Even so, the government needs to front-foot efforts to train healthcare personnel, especially at the grassroots, on adverse event monitoring, so that reporting can be accurate and immediate.
The Centre’s directive to states to set up at least one adverse event following immunisation (AEFI) monitoring centre in each block is crucial to sustaining public trust in vaccines in the fight against Covid-19. The move comes against the backdrop of two cases of severe allergic reactions and one of a relatively milder onset of allergic reaction in recipients being reported for the Pfizer vaccine in the UK, following which the country has advised all people with a history of anaphylaxis (severe allergic reaction) to any food, drug or vaccine not to opt for the Pfizer shot.
While Pfizer has clarified that people with a history of severe allergic reactions to other vaccines or those allergic to its vaccine candidate’s key ingredients were excluded from the late-stage trials, the vaccine’s trial reports from the US show that 0.63% in the vaccine arm and 0.51% in the control arm reported possible allergic reactions, which, experts say, is a very small number.

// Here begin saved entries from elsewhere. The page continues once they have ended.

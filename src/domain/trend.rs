//! Daily directional bias from higher-timeframe candles.

use std::fmt;

use chrono::{NaiveDate, TimeDelta};

use super::candle::Candle;
use super::position::Side;
use super::session::SessionClock;

#[derive(Debug, Clone, Copy, PartialEq, Eq)]
pub enum DailyTrend {
    Long,
    Short,
    Neutral,
}

impl DailyTrend {
    pub fn side(&self) -> Option<Side> {
        match self {
            DailyTrend::Long => Some(Side::Long),
            DailyTrend::Short => Some(Side::Short),
            DailyTrend::Neutral => None,
        }
    }
}

impl fmt::Display for DailyTrend {
    fn fmt(&self, f: &mut fmt::Formatter<'_>) -> fmt::Result {
        f.write_str(match self {
            DailyTrend::Long => "long",
            DailyTrend::Short => "short",
            DailyTrend::Neutral => "none",
        })
    }
}

#[derive(Debug, Clone, Copy, PartialEq)]
pub struct TrendFilter {
    pub enabled: bool,
    pub ma_period: usize,
    /// Minimum relative distance of close from the average, e.g. 0.01 = 1%.
    pub min_strength: f64,
}

impl TrendFilter {
    /// Compare the last daily close completed before `date` begins locally
    /// with the mean of up to `ma_period` closes preceding it.
    ///
    /// A daily candle covers the 24 hours from its timestamp, so a candle
    /// stamped 00:00 UTC is only complete at the next UTC midnight. Fewer
    /// than two completed candles yields `Neutral`.
    pub fn compute_daily_trend(
        &self,
        daily: &[Candle],
        date: NaiveDate,
        clock: &SessionClock,
    ) -> DailyTrend {
        let session_start = clock.day_start(date);
        let completed = daily.partition_point(|c| c.timestamp + TimeDelta::days(1) <= session_start);
        if completed < 2 || self.ma_period == 0 {
            return DailyTrend::Neutral;
        }

        let latest = &daily[completed - 1];
        let prior_start = (completed - 1).saturating_sub(self.ma_period);
        let prior = &daily[prior_start..completed - 1];
        let average = prior.iter().map(|c| c.close).sum::<f64>() / prior.len() as f64;
        if average <= 0.0 {
            return DailyTrend::Neutral;
        }

        let strength = (latest.close - average) / average;
        if strength > self.min_strength {
            DailyTrend::Long
        } else if strength < -self.min_strength {
            DailyTrend::Short
        } else {
            DailyTrend::Neutral
        }
    }

    /// Whether a breakout on `side` may be taken given the day's trend.
    pub fn permits(&self, trend: DailyTrend, side: Side) -> bool {
        !self.enabled || trend.side() == Some(side)
    }
}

Given the Pfizer trials had not reported any severe allergic reactions, and these were reported only post roll-out, the importance of post-marketing surveillance can’t be stressed enough, as public health expert Dr K Srinath Reddy had told The Financial Express in a recent interview.
More so, when conventional data requirements are eased for candidates under what is understood as ‘emergency use authorisation’. The proposal to include private sector healthcare facilities as AEFI reporting centres is rare foresight on the part of the government, given the conventional approach in India has been one of scepticism towards private players rather than collaboration. Linking every session site to the AEFI monitoring centre—likely through Co-WIN, the digital platform that has been designed to track vaccine recipients, among other things—could prove a game-changer.

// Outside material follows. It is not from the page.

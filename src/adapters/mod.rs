//! Concrete adapter implementations for ports.

pub mod csv_adapter;
pub mod file_config_adapter;
pub mod trade_csv_adapter;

Even so, the government needs to front-foot efforts to train healthcare personnel, especially at the grassroots, on adverse event monitoring, so that reporting can be accurate and immediate. The other, more crucial part of this would be to generate widespread awareness on AEFI so that recipients know what needs to be reported to the healthcare personnel. Against the backdrop of the Chennai incident—where a trial participant for a vaccine manufactured by the Serum Institute of India (SII) initiated litigatory action against SII for what he believed to be vaccine-related adverse events, a claim that was later rejected by experts and health authorities—this will ensure that AEFI claims that can’t be substantiated don’t choke AEFI reporting and, in the process, undermine trust in the vaccine.
Though Covid-19 vaccine hesitancy has fallen—as per surveys by LocalCircles, a social media company, the proportion of Indian respondents who replied that they wouldn’t rush to take the vaccine has come down from 61% in late-October to 59% in early-December—it remains a significant concern. Dr VK Paul, the co-chair of the National Expert Group of Vaccine Administration, had exhorted the masses to trust the authorities on vaccine-related information and data; awareness about AEFI will help nurture such trust.